Interest rates expected to ease as credit growth continues
Sri Lanka’s monetary policy outlook indicates a gradual easing of market interest rates in the coming months, according to Central Bank of Sri Lanka (CBSL) Economic Research Director Dr. Lasitha Pathberiya. Speaking at the Monetary Policy Review No. 2 of 2026, he emphasized that the downward adjustment observed in recent months is expected to persist, reinforcing a supportive environment for economic activity.
Market interest rates have already shown a broad-based decline, despite a temporary uptick recorded in November and December 2025. The policy stance remains unchanged, with the Overnight Policy Rate (OPR) held at 7.75%, a level maintained since May 2025 following a 25 basis point reduction from 8%. This stability reflects the Central Bank’s confidence in the current macroeconomic trajectory and its cautious approach to balancing inflation and growth.
Alongside easing rates, private sector credit growth continues to be a key driver of economic recovery. Data from January 2026 shows year-on-year growth of 26.3% in private sector credit extended by licensed commercial banks. Over the course of 2025, total credit expansion reached approximately Rs. 2 trillion, a significant increase compared to around Rs. 800 billion recorded in 2024. This upward trend underscores renewed business confidence and improved financial sector conditions.
However, short-term lending dynamics reveal a more nuanced picture. New private sector borrowing experienced a notable decline in January 2026, dropping to Rs. 82.6 billion — the lowest level in 11 months. This contraction extended a slowdown that emerged in the aftermath of Cyclone Ditwah, which disrupted economic activity and dampened immediate credit demand.
Borrowing from domestic commercial banks also followed a downward trajectory.

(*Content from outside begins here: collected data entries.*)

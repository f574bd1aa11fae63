//! Physics world wrapper
//!
//! Owns every rapier2d set and exposes the handful of body primitives the
//! game layer needs. Everything above this module speaks glam types and
//! `BodyHandle`s; nalgebra never leaks out.

use std::collections::HashMap;
use std::num::NonZeroUsize;

use glam::Vec2;
use rapier2d::prelude::*;

use super::entity::EntityTag;
use crate::consts::{GRAVITY, SIM_DT, VELOCITY_ITERATIONS};

fn to_na(v: Vec2) -> Vector<Real> {
    vector![v.x, v.y]
}

fn from_na(v: &Vector<Real>) -> Vec2 {
    Vec2::new(v.x, v.y)
}

/// Fixed bodies never move under simulation; dynamic ones integrate forces
#[derive(Debug, Clone, Copy, PartialEq, Eq)]
pub enum BodyKind {
    Fixed,
    Dynamic,
}

impl BodyKind {
    fn to_rapier(self) -> RigidBodyType {
        match self {
            BodyKind::Fixed => RigidBodyType::Fixed,
            BodyKind::Dynamic => RigidBodyType::Dynamic,
        }
    }
}

/// Description of a box-shaped body
#[derive(Debug, Clone, Copy)]
pub struct BodyDesc {
    pub kind: BodyKind,
    pub position: Vec2,
    pub half_extents: Vec2,
    pub density: f32,
    pub fixed_rotation: bool,
    pub sensor: bool,
    pub enabled: bool,
    pub can_sleep: bool,
}

impl BodyDesc {
    pub fn fixed(position: Vec2, half_extents: Vec2) -> Self {
        Self {
            kind: BodyKind::Fixed,
            position,
            half_extents,
            density: 1.0,
            fixed_rotation: false,
            sensor: false,
            enabled: true,
            can_sleep: true,
        }
    }

    pub fn dynamic(position: Vec2, half_extents: Vec2) -> Self {
        Self {
            kind: BodyKind::Dynamic,
            ..Self::fixed(position, half_extents)
        }
    }

    pub fn fixed_rotation(mut self, fixed: bool) -> Self {
        self.fixed_rotation = fixed;
        self
    }

    pub fn sensor(mut self, sensor: bool) -> Self {
        self.sensor = sensor;
        self
    }

    pub fn enabled(mut self, enabled: bool) -> Self {
        self.enabled = enabled;
        self
    }

    pub fn can_sleep(mut self, can_sleep: bool) -> Self {
        self.can_sleep = can_sleep;
        self
    }
}

/// A body and its single box collider
#[derive(Debug, Clone, Copy, PartialEq, Eq)]
pub struct BodyHandle {
    body: RigidBodyHandle,
    collider: ColliderHandle,
}

/// A pair of bodies currently touching, resolved to their tags
#[derive(Debug, Clone, Copy, PartialEq, Eq)]
pub struct TouchingPair {
    pub a: Option<EntityTag>,
    pub b: Option<EntityTag>,
}

/// The physics world: all rapier state plus the fixed step configuration
pub struct PhysicsWorld {
    gravity: Vector<Real>,
    integration_parameters: IntegrationParameters,
    pipeline: PhysicsPipeline,
    island_manager: IslandManager,
    broad_phase: DefaultBroadPhase,
    narrow_phase: NarrowPhase,
    bodies: RigidBodySet,
    colliders: ColliderSet,
    impulse_joints: ImpulseJointSet,
    multibody_joints: MultibodyJointSet,
    ccd_solver: CCDSolver,
    query_pipeline: QueryPipeline,
    /// Force and torque queued on each body since the last step
    pending: HashMap<RigidBodyHandle, (Vec2, f32)>,
    steps: u64,
}

impl Default for PhysicsWorld {
    fn default() -> Self {
        Self::new()
    }
}

impl PhysicsWorld {
    /// Create an empty world with level gravity and the fixed step settings
    pub fn new() -> Self {
        let mut integration_parameters = IntegrationParameters::default();
        integration_parameters.dt = SIM_DT;
        if let Some(iterations) = NonZeroUsize::new(VELOCITY_ITERATIONS) {
            integration_parameters.num_solver_iterations = iterations;
        }

        Self {
            gravity: to_na(GRAVITY),
            integration_parameters,
            pipeline: PhysicsPipeline::new(),
            island_manager: IslandManager::new(),
            broad_phase: DefaultBroadPhase::new(),
            narrow_phase: NarrowPhase::new(),
            bodies: RigidBodySet::new(),
            colliders: ColliderSet::new(),
            impulse_joints: ImpulseJointSet::new(),
            multibody_joints: MultibodyJointSet::new(),
            ccd_solver: CCDSolver::new(),
            query_pipeline: QueryPipeline::new(),
            pending: HashMap::new(),
            steps: 0,
        }
    }

    /// Create a body with one box collider. The tag (if any) is stored in
    /// the body's user data so contacts can be traced back to entities.
    pub fn create_body(&mut self, tag: Option<EntityTag>, desc: &BodyDesc) -> BodyHandle {
        let body = RigidBodyBuilder::new(desc.kind.to_rapier())
            .translation(to_na(desc.position))
            .locked_axes(if desc.fixed_rotation {
                LockedAxes::ROTATION_LOCKED
            } else {
                LockedAxes::empty()
            })
            .can_sleep(desc.can_sleep)
            .enabled(desc.enabled)
            .user_data(tag.map_or(0, EntityTag::to_user_data))
            .build();
        let body = self.bodies.insert(body);

        let collider = ColliderBuilder::cuboid(desc.half_extents.x, desc.half_extents.y)
            .density(desc.density)
            .sensor(desc.sensor)
            .build();
        let collider = self
            .colliders
            .insert_with_parent(collider, body, &mut self.bodies);

        BodyHandle { body, collider }
    }

    /// Advance exactly one fixed step. Forces applied since the previous
    /// step act for this step only and are cleared afterwards.
    pub fn step(&mut self) {
        self.pipeline.step(
            &self.gravity,
            &self.integration_parameters,
            &mut self.island_manager,
            &mut self.broad_phase,
            &mut self.narrow_phase,
            &mut self.bodies,
            &mut self.colliders,
            &mut self.impulse_joints,
            &mut self.multibody_joints,
            &mut self.ccd_solver,
            Some(&mut self.query_pipeline),
            &(),
            &(),
        );

        for (handle, _) in self.pending.drain() {
            if let Some(body) = self.bodies.get_mut(handle) {
                body.reset_forces(false);
                body.reset_torques(false);
            }
        }
        self.steps += 1;
    }

    /// Number of fixed steps taken so far
    pub fn steps(&self) -> u64 {
        self.steps
    }

    /// Every pair of bodies touching after the last step.
    ///
    /// Solid pairs count when they have an active contact point, sensor
    /// pairs when their shapes currently intersect.
    pub fn touching_pairs(&self) -> Vec<TouchingPair> {
        let solid = self
            .narrow_phase
            .contact_pairs()
            .filter(|pair| pair.has_any_active_contact)
            .map(|pair| (pair.collider1, pair.collider2));
        let sensors = self
            .narrow_phase
            .intersection_pairs()
            .filter(|(_, _, intersecting)| *intersecting)
            .map(|(a, b, _)| (a, b));

        solid
            .chain(sensors)
            .map(|(a, b)| TouchingPair {
                a: self.collider_tag(a),
                b: self.collider_tag(b),
            })
            .collect()
    }

    fn collider_tag(&self, collider: ColliderHandle) -> Option<EntityTag> {
        let parent = self.colliders.get(collider)?.parent()?;
        EntityTag::from_user_data(self.bodies.get(parent)?.user_data)
    }

    /// Tag stored on a body
    pub fn tag(&self, handle: BodyHandle) -> Option<EntityTag> {
        EntityTag::from_user_data(self.bodies.get(handle.body)?.user_data)
    }

    pub fn position(&self, handle: BodyHandle) -> Vec2 {
        self.bodies
            .get(handle.body)
            .map(|b| from_na(b.translation()))
            .unwrap_or(Vec2::ZERO)
    }

    /// Rotation about the axis out of the play plane (radians)
    pub fn angle(&self, handle: BodyHandle) -> f32 {
        self.bodies
            .get(handle.body)
            .map(|b| b.rotation().angle())
            .unwrap_or(0.0)
    }

    pub fn linear_velocity(&self, handle: BodyHandle) -> Vec2 {
        self.bodies
            .get(handle.body)
            .map(|b| from_na(b.linvel()))
            .unwrap_or(Vec2::ZERO)
    }

    /// Force queued for the next step
    pub fn pending_force(&self, handle: BodyHandle) -> Vec2 {
        self.pending
            .get(&handle.body)
            .map(|(force, _)| *force)
            .unwrap_or(Vec2::ZERO)
    }

    /// Torque queued for the next step
    pub fn pending_torque(&self, handle: BodyHandle) -> f32 {
        self.pending
            .get(&handle.body)
            .map(|(_, torque)| *torque)
            .unwrap_or(0.0)
    }

    /// Teleport a body
    pub fn set_transform(&mut self, handle: BodyHandle, position: Vec2, angle: f32) {
        if let Some(body) = self.bodies.get_mut(handle.body) {
            body.set_position(Isometry::new(to_na(position), angle), true);
        }
    }

    pub fn set_linear_velocity(&mut self, handle: BodyHandle, velocity: Vec2) {
        if let Some(body) = self.bodies.get_mut(handle.body) {
            body.set_linvel(to_na(velocity), true);
        }
    }

    /// Queue a force through the centre of mass for the next step.
    /// Only dynamic bodies respond.
    pub fn apply_force_to_center(&mut self, handle: BodyHandle, force: Vec2) {
        if let Some(body) = self.bodies.get_mut(handle.body) {
            if !body.is_dynamic() {
                return;
            }
            body.add_force(to_na(force), true);
            self.pending.entry(handle.body).or_default().0 += force;
        }
    }

    pub fn apply_torque(&mut self, handle: BodyHandle, torque: f32) {
        if let Some(body) = self.bodies.get_mut(handle.body) {
            if !body.is_dynamic() {
                return;
            }
            body.add_torque(torque, true);
            self.pending.entry(handle.body).or_default().1 += torque;
        }
    }

    pub fn set_enabled(&mut self, handle: BodyHandle, enabled: bool) {
        if let Some(body) = self.bodies.get_mut(handle.body) {
            body.set_enabled(enabled);
        }
    }

    pub fn is_enabled(&self, handle: BodyHandle) -> bool {
        self.bodies
            .get(handle.body)
            .is_some_and(|b| b.is_enabled())
    }

    pub fn set_body_kind(&mut self, handle: BodyHandle, kind: BodyKind) {
        if let Some(body) = self.bodies.get_mut(handle.body) {
            body.set_body_type(kind.to_rapier(), true);
        }
    }

    pub fn body_kind(&self, handle: BodyHandle) -> BodyKind {
        match self.bodies.get(handle.body).map(|b| b.body_type()) {
            Some(RigidBodyType::Dynamic) => BodyKind::Dynamic,
            _ => BodyKind::Fixed,
        }
    }

    pub fn set_sensor(&mut self, handle: BodyHandle, sensor: bool) {
        if let Some(collider) = self.colliders.get_mut(handle.collider) {
            collider.set_sensor(sensor);
        }
    }

    pub fn is_sensor(&self, handle: BodyHandle) -> bool {
        self.colliders
            .get(handle.collider)
            .is_some_and(|c| c.is_sensor())
    }

    /// Wake a body so the solver picks up external changes immediately
    pub fn wake(&mut self, handle: BodyHandle) {
        if let Some(body) = self.bodies.get_mut(handle.body) {
            body.wake_up(true);
        }
    }

    /// Number of bodies in the world
    pub fn body_count(&self) -> usize {
        self.bodies.len()
    }
}

#[cfg(test)]
mod tests {
    use super::*;

    #[test]
    fn test_dynamic_body_falls() {
        let mut world = PhysicsWorld::new();
        let body = world.create_body(None, &BodyDesc::dynamic(Vec2::new(0.0, 10.0), Vec2::splat(0.5)));
        for _ in 0..30 {
            world.step();
        }
        assert!(world.position(body).y < 10.0);
        assert!(world.linear_velocity(body).y < 0.0);
        assert_eq!(world.steps(), 30);
    }

    #[test]
    fn test_force_lasts_one_step() {
        let mut world = PhysicsWorld::new();
        let body = world.create_body(None, &BodyDesc::dynamic(Vec2::ZERO, Vec2::splat(0.5)));
        world.apply_force_to_center(body, Vec2::new(100.0, 0.0));
        assert_eq!(world.pending_force(body), Vec2::new(100.0, 0.0));

        world.step();
        assert_eq!(world.pending_force(body), Vec2::ZERO);
        let vx = world.linear_velocity(body).x;
        assert!(vx > 0.0);

        // No further acceleration once the force is cleared
        world.step();
        assert!((world.linear_velocity(body).x - vx).abs() < 1e-4);
    }

    #[test]
    fn test_resting_contact_is_touching() {
        let mut world = PhysicsWorld::new();
        world.create_body(
            Some(EntityTag::Ground(0)),
            &BodyDesc::fixed(Vec2::ZERO, Vec2::new(5.0, 0.5)),
        );
        world.create_body(
            Some(EntityTag::Player),
            &BodyDesc::dynamic(Vec2::new(0.0, 1.0), Vec2::splat(0.5)).fixed_rotation(true),
        );
        for _ in 0..60 {
            world.step();
        }
        let pairs = world.touching_pairs();
        assert!(pairs.iter().any(|p| {
            matches!(
                (p.a, p.b),
                (Some(EntityTag::Player), Some(EntityTag::Ground(0)))
                    | (Some(EntityTag::Ground(0)), Some(EntityTag::Player))
            )
        }));
    }

    #[test]
    fn test_sensor_overlap_is_touching() {
        let mut world = PhysicsWorld::new();
        world.create_body(
            Some(EntityTag::Coin(3)),
            &BodyDesc::fixed(Vec2::ZERO, Vec2::splat(0.3)).sensor(true),
        );
        world.create_body(
            Some(EntityTag::Player),
            &BodyDesc::dynamic(Vec2::ZERO, Vec2::splat(0.5)),
        );
        world.step();
        let pairs = world.touching_pairs();
        assert!(pairs.iter().any(|p| p.a == Some(EntityTag::Coin(3)) || p.b == Some(EntityTag::Coin(3))));
    }

    #[test]
    fn test_body_mutators() {
        let mut world = PhysicsWorld::new();
        let body = world.create_body(
            Some(EntityTag::Crusher(1)),
            &BodyDesc::fixed(Vec2::new(1.0, 2.0), Vec2::splat(1.0)),
        );
        assert_eq!(world.tag(body), Some(EntityTag::Crusher(1)));
        assert_eq!(world.body_kind(body), BodyKind::Fixed);

        world.set_body_kind(body, BodyKind::Dynamic);
        assert_eq!(world.body_kind(body), BodyKind::Dynamic);

        world.set_sensor(body, true);
        assert!(world.is_sensor(body));

        world.set_enabled(body, false);
        assert!(!world.is_enabled(body));

        world.set_transform(body, Vec2::new(4.0, 5.0), 0.0);
        assert_eq!(world.position(body), Vec2::new(4.0, 5.0));
    }
}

After peaking at Rs. 263 billion in November 2025, new lending fell to Rs. 183 billion in December and further to Rs. 108 billion in January. These figures represent some of the lowest monthly lending levels recorded over the past year, with only April and February 2025 posting weaker performance.
Despite this slowdown in fresh credit uptake, the overall stock of private sector debt has continued to expand. By January 2026, outstanding credit had risen to Rs. 10.3 trillion, maintaining the same 26.3% year-on-year growth rate. This suggests that while new borrowing has moderated, existing credit pipelines remain robust, supporting ongoing economic activity.
The CBSL’s latest credit supply survey points to improving conditions in the financial system. Banks have indicated an increased willingness to lend across retail, corporate, and small and medium enterprise (SME) segments. This optimism is attributed to several factors, including anticipated growth in business activity, enhanced liquidity within the banking sector, and a generally favourable economic outlook supported by political stability.
Nevertheless, external risks remain a consideration. The survey findings were compiled prior to escalating geopolitical tensions, including military developments in the Middle East that have influenced global fuel markets. These developments have led to higher domestic fuel prices, with increases exceeding 30% since the onset of the conflict, potentially affecting business costs and consumer spending.
CBSL Governor Dr. Nandalal Weerasinghe noted that, despite these pressures, there is currently no evidence suggesting that SMEs require targeted credit relief. Importantly, the banking sector has not observed a significant rise in non-performing loans, indicating that borrowers have largely managed to absorb increased costs without widespread financial distress.
Inflation dynamics also remain within manageable bounds. The Central Bank expects inflation to reach approximately 2% by the end of March 2026, factoring in the impact of fuel price adjustments and their spillover effects. Looking ahead, the medium-term inflation target of 5% incorporates anticipated electricity tariff increases, including a planned 13.56% hike by the Ceylon Electricity Board in the second quarter of the year.
Overall, the outlook suggests that interest rates expected to ease will align with broader efforts to sustain economic recovery while maintaining price stability. The continuation of private sector credit growth, supported by improved financial conditions and policy consistency, is likely to play a central role in driving Sri Lanka’s economic momentum in the months ahead.